NEW YORK (Reuters Health) - Certain ankle positions, by influencing posture and the tilt of the pelvis when standing, can facilitate pelvic floor muscle activity. The technique may be a useful add-on to pelvic floor training exercises intended to help women with stress urinary incontinence.
Dr. Gwo-Jaw Wang and colleagues from Kaohsiung Medical University School of Medicine, Taiwan, studied 39 women (average age 59 years) with clinically diagnosed stress urinary incontinence. The participants engaged in testing the changes in pelvic floor muscle activity during various pelvic tilt angles created by standing with the feet horizontal, flexed up, or flexed down.
The women stood in these positions with the help of an adjustable tilt platform that set the ankles at the appropriate angle. The researchers used an intravaginal probe to measure pelvic muscle activity.

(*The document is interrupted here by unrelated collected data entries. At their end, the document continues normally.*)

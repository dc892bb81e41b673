//! Store doubles with switchable failures.

use std::sync::atomic::{AtomicBool, AtomicU64, Ordering};
use std::sync::Arc;
use std::time::Duration;

use async_trait::async_trait;

use crate::cache::{KeyValueStore, MemoryStore, StoreError};

/// In-memory store whose reads and writes can be made to fail on demand.
///
/// Clones share the underlying data and switches.
#[derive(Debug, Clone, Default)]
pub struct FlakyStore {
    inner: MemoryStore,
    fail_reads: Arc<AtomicBool>,
    fail_writes: Arc<AtomicBool>,
    writes: Arc<AtomicU64>,
}

impl FlakyStore {
    pub fn new() -> Self {
        Self::default()
    }

    /// Make every `get` fail until switched back.
    pub fn fail_reads(&self, fail: bool) {
        self.fail_reads.store(fail, Ordering::SeqCst);
    }

    /// Make every `set` and `delete` fail until switched back.
    pub fn fail_writes(&self, fail: bool) {
        self.fail_writes.store(fail, Ordering::SeqCst);
    }

    /// Number of successful `set` calls.
    pub fn write_count(&self) -> u64 {
        self.writes.load(Ordering::SeqCst)
    }

    /// Direct access to the backing store.
    pub fn inner(&self) -> &MemoryStore {
        &self.inner
    }
}

#[async_trait]
impl KeyValueStore for FlakyStore {
    async fn get(&self, key: &str) -> Result<Option<Vec<u8>>, StoreError> {
        if self.fail_reads.load(Ordering::SeqCst) {
            return Err(StoreError::Backend("injected read failure".to_string()));
        }
        self.inner.get(key).await
    }

    async fn set(&self, key: &str, value: Vec<u8>, ttl_hint: Duration) -> Result<(), StoreError> {
        if self.fail_writes.load(Ordering::SeqCst) {
            return Err(StoreError::Backend("injected write failure".to_string()));
        }
        self.inner.set(key, value, ttl_hint).await?;
        self.writes.fetch_add(1, Ordering::SeqCst);
        Ok(())
    }

    async fn delete(&self, key: &str) -> Result<(), StoreError> {
        if self.fail_writes.load(Ordering::SeqCst) {
            return Err(StoreError::Backend("injected delete failure".to_string()));
        }
        self.inner.delete(key).await
    }
}
//! Non-blocking audit trail for retrieval decisions.

pub mod dispatcher;
pub mod ports;

pub use dispatcher::{AuditDispatcher, AuditStats};
pub use ports::{AuditSink, SinkError};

Pelvic floor muscle contraction was greatest when the ankles were flexed upward, and least when they were flexed downward, the investigators report in the journal Urology.
Overall, they observe that an upright standing position with the ankles flexed up facilitated the forward tilt of the pelvis, "which in turn increased effective pelvic floor muscle activity to its greatest point."
Also, they point out that "there is a connecting relationship among pelvic floor muscle activity, abdominal muscle strength, and pelvic tilt tendency, which is worthy of additional investigation."